Mannheim is not unique. Across Europe, the Continent's fastest-growing religion is establishing its public presence after decades in basements and courtyards, changing not only the architectural look of cities, but also their social fabrics. Hailed by many as a sign of Muslim integration, the phenomenon is also feared as evidence of a parallel Islamic world threatening Europe's Christian culture. "Muslims have come out ... and have become visible," says Claus Leggewie, a political scientist at Germany's University of Giessen who wrote a study on the evolution of the mosque landscape in Germany. "By building expensive, representative mosques, they're sending a message: we want to take part in the symbolic landscape of Germany. We are here and we'll stay here."
Major mosque projects from Cologne, Germany, to Amsterdam to Seville, Spain, have met with fierce opposition and fears that they will serve as breeding grounds for terrorists. Family members of two of the suspects in the Glasgow, Scotland, car bombings this month said the men had been radicalized by Tablighi Jamaat, an Islamic revivalist group with plans for an 18-acre complex near London's 2012 Olympic stadium that would house Europe's largest mosque.

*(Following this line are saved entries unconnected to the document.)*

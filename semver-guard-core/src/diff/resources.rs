//! Resource diff for non-class archive entries
//!
//! A new resource is not a new capability of the versioned API surface, so
//! additions stay at PATCH. Removal is classified conservatively: consumers
//! may load resources by path at runtime, and a missing one fails late.

use std::collections::BTreeMap;

use super::{Change, ChangeKind, Location};
use crate::model::Fingerprint;

pub(super) fn diff_resources(
    original: &BTreeMap<String, Fingerprint>,
    changed: &BTreeMap<String, Fingerprint>,
    changes: &mut Vec<Change>,
) {
    for (path, fingerprint) in original {
        let location = Location::Resource { path: path.clone() };
        match changed.get(path) {
            None => changes.push(Change::new(ChangeKind::ResourceRemoved, location)),
            Some(counterpart) if counterpart != fingerprint => {
                changes.push(Change::new(ChangeKind::ResourceContentChanged, location));
            }
            Some(_) => {}
        }
    }
    for path in changed.keys() {
        if !original.contains_key(path) {
            changes.push(Change::new(
                ChangeKind::ResourceAdded,
                Location::Resource { path: path.clone() },
            ));
        }
    }
}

A local debate in Wiesbaden
Such a structure is a far cry from the dark, cramped basement that hosted Halif Kuzpinar's Friday prayers for 33 years after he left his native Turkey to work on Frankfurt's roads. Then, the Muslim group he belongs to bought a vacant supermarket in a residential neighborhood of Wiesbaden, a city in central Germany. "There are parking spots. Children can come. There are better facilities for the youths," says Mr. Kuzpinar. "We want to build something nice so that people can come and see what we're doing."
With a place of its own, Milli Gorus – an Islamic Turkish rights group watched by the German government – is looking for something it never had: public recognition in a country its members consider theirs. But it also ignited vehement protest. "This was to be sold as a supermarket, not as a mosque," says Wolfgang Kopp, who owns an apartment across the street. Along with other neighbors, he succeeded in, at least temporarily, stopping the parcel's rezoning for religious purposes. "Sooner or later there will be problems," he says.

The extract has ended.